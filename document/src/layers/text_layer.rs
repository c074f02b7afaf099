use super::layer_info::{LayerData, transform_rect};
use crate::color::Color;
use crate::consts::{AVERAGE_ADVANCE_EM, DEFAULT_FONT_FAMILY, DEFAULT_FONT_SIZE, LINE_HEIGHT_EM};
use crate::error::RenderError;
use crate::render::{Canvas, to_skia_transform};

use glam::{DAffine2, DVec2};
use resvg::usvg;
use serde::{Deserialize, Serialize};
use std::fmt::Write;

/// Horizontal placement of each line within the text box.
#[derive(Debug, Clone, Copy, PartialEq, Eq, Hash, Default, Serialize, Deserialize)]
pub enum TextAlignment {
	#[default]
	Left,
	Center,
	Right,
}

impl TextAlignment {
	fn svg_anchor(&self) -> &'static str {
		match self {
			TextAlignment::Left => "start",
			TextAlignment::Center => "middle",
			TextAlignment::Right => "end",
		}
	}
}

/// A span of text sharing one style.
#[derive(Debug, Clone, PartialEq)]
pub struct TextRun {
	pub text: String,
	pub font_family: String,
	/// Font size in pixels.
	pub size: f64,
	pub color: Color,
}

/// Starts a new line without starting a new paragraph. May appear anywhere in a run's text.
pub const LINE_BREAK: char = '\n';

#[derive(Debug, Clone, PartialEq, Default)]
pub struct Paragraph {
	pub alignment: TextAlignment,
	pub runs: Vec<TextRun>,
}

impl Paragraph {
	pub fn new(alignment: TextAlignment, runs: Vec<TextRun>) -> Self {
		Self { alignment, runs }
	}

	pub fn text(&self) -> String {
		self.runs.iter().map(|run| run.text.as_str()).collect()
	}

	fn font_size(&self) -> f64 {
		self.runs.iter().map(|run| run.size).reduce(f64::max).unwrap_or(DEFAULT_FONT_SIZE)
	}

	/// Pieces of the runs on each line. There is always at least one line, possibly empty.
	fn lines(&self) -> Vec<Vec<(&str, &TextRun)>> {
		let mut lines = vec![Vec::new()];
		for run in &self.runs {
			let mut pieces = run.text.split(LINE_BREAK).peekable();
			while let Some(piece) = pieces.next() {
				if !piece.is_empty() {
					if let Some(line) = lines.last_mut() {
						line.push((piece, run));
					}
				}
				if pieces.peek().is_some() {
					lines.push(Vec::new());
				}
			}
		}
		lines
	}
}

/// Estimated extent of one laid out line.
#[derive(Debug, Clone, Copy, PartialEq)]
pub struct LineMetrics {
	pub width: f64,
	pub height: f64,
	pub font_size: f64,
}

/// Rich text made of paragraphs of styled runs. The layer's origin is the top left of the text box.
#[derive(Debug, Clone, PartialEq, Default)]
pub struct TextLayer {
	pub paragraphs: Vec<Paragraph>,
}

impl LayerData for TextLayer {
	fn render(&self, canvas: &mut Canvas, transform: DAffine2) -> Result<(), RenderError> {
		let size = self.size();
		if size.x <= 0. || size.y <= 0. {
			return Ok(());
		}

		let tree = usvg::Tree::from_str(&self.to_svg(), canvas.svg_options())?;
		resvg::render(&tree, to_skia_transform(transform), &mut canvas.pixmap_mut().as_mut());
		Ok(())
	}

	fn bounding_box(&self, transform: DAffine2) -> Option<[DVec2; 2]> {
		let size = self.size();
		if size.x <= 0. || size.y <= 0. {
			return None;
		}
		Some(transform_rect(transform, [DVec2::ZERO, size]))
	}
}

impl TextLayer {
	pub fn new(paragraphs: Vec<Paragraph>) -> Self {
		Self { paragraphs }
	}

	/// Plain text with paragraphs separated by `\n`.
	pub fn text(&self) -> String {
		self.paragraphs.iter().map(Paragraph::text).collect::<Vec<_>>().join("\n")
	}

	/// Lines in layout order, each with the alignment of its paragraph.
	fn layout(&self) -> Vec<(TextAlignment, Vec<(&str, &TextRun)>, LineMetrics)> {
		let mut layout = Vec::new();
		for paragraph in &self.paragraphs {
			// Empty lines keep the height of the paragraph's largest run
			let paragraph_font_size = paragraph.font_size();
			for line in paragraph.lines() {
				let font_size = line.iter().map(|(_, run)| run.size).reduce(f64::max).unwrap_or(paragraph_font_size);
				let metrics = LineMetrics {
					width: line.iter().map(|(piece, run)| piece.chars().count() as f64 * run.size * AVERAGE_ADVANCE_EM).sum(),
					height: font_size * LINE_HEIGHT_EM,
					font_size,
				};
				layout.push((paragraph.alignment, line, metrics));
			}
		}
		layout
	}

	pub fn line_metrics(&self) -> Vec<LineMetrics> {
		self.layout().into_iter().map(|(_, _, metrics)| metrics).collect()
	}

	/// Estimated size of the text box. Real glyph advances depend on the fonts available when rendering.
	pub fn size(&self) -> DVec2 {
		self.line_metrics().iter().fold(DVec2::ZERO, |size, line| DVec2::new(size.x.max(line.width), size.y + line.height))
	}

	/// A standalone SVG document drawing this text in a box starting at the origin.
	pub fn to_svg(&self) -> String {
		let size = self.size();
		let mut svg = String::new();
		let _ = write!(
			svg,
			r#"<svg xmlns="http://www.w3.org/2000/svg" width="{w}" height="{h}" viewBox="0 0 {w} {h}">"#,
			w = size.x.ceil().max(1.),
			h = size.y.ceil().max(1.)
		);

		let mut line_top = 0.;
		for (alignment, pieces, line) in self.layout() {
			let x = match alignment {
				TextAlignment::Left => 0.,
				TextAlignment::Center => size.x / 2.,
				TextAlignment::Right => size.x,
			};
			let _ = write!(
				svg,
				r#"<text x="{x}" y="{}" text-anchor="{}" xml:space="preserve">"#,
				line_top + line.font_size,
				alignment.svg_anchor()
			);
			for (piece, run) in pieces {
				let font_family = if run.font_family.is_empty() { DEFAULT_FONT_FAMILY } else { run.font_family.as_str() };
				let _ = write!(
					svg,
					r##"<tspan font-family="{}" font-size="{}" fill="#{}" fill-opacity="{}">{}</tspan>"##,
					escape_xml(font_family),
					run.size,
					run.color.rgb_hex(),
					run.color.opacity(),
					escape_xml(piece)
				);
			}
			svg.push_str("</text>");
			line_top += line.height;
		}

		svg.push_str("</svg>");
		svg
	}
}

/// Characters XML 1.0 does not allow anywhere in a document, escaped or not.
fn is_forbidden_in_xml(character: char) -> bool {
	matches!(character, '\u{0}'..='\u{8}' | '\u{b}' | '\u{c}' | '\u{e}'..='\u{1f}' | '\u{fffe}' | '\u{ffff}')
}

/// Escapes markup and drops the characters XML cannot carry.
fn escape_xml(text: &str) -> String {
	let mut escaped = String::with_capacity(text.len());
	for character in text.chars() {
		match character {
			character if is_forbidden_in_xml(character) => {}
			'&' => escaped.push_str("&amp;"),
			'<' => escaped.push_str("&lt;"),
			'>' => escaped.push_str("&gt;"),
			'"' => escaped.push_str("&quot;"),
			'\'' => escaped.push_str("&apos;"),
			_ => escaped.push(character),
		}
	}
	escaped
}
-=-=-
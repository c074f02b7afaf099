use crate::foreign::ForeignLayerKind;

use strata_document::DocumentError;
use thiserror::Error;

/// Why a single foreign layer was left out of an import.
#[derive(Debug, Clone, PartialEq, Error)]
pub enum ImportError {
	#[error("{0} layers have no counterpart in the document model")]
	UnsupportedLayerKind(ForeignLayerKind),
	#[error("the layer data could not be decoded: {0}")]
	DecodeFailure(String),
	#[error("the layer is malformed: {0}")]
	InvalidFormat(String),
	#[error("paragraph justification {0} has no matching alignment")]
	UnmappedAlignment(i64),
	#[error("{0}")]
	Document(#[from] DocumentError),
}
-=-=-
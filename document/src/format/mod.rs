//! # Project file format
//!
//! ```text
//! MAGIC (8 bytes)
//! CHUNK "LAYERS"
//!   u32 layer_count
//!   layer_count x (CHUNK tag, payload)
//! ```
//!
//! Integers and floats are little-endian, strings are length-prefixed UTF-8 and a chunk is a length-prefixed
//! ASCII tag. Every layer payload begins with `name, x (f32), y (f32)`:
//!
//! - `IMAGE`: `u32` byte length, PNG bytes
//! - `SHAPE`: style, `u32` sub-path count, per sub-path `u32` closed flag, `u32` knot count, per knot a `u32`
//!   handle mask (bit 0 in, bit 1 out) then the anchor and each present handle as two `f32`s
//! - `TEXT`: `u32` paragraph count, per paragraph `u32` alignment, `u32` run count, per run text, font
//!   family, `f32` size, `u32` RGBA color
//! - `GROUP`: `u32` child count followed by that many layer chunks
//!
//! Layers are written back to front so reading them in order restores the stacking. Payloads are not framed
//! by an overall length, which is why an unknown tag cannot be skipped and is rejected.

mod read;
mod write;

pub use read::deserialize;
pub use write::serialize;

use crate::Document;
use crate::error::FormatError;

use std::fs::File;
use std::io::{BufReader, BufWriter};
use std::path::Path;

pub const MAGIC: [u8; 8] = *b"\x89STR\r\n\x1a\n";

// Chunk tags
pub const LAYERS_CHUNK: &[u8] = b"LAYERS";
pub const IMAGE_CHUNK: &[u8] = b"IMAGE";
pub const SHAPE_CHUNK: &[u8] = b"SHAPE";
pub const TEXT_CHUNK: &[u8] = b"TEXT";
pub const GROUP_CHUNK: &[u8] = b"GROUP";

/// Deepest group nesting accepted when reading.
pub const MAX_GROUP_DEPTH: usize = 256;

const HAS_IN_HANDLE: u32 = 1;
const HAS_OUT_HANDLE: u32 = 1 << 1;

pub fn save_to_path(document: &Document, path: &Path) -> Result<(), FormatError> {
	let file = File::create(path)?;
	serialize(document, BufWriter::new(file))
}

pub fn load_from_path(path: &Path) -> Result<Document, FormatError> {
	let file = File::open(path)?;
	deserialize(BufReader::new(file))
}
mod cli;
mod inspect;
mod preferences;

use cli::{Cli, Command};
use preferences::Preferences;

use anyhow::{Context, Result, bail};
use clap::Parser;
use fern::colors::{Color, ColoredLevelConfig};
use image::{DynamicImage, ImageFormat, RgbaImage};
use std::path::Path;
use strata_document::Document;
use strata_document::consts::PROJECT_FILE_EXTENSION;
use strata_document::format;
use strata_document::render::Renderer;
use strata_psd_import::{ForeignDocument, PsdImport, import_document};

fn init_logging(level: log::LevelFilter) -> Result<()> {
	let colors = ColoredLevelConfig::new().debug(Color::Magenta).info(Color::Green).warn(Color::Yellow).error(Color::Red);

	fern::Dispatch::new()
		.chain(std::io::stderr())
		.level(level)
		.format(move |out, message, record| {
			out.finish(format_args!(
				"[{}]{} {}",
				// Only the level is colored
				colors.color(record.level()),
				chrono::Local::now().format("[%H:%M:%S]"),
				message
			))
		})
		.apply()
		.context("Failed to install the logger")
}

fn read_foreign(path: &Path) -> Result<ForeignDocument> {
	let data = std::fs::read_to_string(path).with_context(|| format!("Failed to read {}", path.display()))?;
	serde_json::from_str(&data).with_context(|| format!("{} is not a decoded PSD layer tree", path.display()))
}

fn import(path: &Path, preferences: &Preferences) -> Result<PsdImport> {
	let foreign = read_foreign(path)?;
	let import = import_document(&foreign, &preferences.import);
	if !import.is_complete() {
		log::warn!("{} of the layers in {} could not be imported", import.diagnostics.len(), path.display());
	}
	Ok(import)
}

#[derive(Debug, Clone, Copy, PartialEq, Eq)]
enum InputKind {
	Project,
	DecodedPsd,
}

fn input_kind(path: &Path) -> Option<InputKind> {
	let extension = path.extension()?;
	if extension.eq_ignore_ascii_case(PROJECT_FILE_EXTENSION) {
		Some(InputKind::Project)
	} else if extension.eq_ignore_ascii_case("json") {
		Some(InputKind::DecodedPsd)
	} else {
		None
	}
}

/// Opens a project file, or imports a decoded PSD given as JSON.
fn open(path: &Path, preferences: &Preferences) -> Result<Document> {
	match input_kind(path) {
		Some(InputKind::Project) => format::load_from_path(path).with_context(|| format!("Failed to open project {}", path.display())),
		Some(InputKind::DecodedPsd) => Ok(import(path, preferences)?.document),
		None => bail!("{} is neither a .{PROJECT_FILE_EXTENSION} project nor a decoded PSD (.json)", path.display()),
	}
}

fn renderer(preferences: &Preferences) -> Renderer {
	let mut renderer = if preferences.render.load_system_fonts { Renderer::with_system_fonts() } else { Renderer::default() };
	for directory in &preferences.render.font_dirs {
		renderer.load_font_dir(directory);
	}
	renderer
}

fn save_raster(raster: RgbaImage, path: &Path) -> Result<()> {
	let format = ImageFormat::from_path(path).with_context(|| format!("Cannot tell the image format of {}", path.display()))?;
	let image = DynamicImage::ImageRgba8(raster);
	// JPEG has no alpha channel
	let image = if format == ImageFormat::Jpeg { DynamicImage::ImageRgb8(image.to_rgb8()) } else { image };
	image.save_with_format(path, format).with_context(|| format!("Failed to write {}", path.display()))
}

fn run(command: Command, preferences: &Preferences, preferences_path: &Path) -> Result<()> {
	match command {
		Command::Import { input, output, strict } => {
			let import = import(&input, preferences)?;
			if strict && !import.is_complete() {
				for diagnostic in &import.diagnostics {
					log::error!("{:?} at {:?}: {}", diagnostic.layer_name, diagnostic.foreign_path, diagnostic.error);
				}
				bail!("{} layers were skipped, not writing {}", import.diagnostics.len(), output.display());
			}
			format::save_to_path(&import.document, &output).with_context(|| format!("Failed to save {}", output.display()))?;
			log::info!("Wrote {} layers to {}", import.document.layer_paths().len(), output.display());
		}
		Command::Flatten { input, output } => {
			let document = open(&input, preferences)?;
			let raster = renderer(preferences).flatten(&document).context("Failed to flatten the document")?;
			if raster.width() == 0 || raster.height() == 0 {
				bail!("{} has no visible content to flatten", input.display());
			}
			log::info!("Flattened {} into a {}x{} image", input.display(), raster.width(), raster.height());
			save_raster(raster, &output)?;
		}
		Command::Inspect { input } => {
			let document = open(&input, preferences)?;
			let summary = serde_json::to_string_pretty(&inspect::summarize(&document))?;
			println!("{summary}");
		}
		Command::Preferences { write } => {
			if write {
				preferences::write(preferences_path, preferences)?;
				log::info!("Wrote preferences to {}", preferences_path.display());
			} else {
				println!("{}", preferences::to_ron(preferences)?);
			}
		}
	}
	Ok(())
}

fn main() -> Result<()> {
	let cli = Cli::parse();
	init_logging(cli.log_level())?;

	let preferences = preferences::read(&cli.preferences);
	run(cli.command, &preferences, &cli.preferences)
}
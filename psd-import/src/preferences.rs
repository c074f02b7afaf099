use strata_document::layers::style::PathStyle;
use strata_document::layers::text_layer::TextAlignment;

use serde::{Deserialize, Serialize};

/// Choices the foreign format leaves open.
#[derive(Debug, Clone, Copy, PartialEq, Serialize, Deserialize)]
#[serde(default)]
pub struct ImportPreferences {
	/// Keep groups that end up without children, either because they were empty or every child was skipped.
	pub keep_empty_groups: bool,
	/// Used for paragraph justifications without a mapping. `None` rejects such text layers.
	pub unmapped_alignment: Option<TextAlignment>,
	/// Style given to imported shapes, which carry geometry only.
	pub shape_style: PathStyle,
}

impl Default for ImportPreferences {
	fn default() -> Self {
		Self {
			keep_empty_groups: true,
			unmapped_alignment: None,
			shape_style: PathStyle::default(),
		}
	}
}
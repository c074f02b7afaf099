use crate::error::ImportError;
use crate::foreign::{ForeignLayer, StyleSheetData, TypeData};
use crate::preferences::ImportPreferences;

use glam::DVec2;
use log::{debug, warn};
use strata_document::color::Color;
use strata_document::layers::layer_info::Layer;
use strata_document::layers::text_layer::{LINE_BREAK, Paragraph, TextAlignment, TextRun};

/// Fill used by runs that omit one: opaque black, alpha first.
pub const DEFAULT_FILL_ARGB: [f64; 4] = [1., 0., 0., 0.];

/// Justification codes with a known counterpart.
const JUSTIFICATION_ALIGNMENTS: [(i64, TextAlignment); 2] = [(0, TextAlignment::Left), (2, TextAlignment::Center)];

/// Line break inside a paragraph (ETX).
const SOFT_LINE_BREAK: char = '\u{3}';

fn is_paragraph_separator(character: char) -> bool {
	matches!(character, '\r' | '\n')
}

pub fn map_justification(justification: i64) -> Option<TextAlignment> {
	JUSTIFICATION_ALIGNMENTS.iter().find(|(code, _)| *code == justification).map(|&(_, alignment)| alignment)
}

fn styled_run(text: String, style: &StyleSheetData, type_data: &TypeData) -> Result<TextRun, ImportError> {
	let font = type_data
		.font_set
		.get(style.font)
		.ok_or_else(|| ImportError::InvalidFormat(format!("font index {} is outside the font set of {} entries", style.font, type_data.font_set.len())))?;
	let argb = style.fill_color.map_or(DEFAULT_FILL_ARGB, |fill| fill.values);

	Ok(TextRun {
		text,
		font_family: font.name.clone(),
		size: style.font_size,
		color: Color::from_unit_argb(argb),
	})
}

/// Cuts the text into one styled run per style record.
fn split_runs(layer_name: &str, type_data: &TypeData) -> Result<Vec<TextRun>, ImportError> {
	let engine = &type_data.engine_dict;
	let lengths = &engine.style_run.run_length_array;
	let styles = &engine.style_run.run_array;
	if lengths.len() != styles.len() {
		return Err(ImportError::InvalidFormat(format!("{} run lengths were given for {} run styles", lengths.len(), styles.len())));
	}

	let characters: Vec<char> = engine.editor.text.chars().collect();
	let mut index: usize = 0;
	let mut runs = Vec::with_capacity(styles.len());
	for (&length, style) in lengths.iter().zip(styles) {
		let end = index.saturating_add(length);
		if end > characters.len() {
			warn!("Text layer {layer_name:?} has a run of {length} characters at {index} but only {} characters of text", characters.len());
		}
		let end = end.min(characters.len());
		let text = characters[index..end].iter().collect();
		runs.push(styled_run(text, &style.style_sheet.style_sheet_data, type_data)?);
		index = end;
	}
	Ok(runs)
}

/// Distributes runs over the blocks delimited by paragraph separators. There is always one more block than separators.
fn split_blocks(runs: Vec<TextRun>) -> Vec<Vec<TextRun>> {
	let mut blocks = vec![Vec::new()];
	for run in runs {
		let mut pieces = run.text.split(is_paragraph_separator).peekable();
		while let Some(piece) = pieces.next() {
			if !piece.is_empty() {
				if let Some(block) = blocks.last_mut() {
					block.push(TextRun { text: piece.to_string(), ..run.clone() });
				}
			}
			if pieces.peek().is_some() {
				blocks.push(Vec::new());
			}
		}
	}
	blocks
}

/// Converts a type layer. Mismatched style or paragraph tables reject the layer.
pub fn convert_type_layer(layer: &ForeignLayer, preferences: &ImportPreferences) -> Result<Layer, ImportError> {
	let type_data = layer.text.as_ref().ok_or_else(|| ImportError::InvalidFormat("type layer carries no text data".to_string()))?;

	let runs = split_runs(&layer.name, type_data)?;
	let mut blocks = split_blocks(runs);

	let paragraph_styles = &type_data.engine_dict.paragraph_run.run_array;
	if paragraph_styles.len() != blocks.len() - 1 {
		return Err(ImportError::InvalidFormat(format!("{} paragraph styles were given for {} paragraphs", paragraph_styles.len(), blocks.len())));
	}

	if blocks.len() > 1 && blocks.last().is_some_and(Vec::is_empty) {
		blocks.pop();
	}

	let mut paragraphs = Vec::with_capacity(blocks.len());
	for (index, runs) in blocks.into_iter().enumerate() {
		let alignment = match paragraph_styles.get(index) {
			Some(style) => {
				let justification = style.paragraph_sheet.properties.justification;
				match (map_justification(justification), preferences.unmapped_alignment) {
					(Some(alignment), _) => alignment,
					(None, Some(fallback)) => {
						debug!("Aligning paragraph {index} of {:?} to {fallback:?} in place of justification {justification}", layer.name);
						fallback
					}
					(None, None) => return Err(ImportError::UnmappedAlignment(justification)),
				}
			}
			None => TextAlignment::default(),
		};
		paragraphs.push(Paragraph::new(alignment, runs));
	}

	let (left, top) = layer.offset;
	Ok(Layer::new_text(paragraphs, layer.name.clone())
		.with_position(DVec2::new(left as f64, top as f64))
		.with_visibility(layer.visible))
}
-=-=-
**Try it:**
State the count of lines in the preceding listing that include the string "DocumentError". No other words belong in the answer.

**Written response:**
2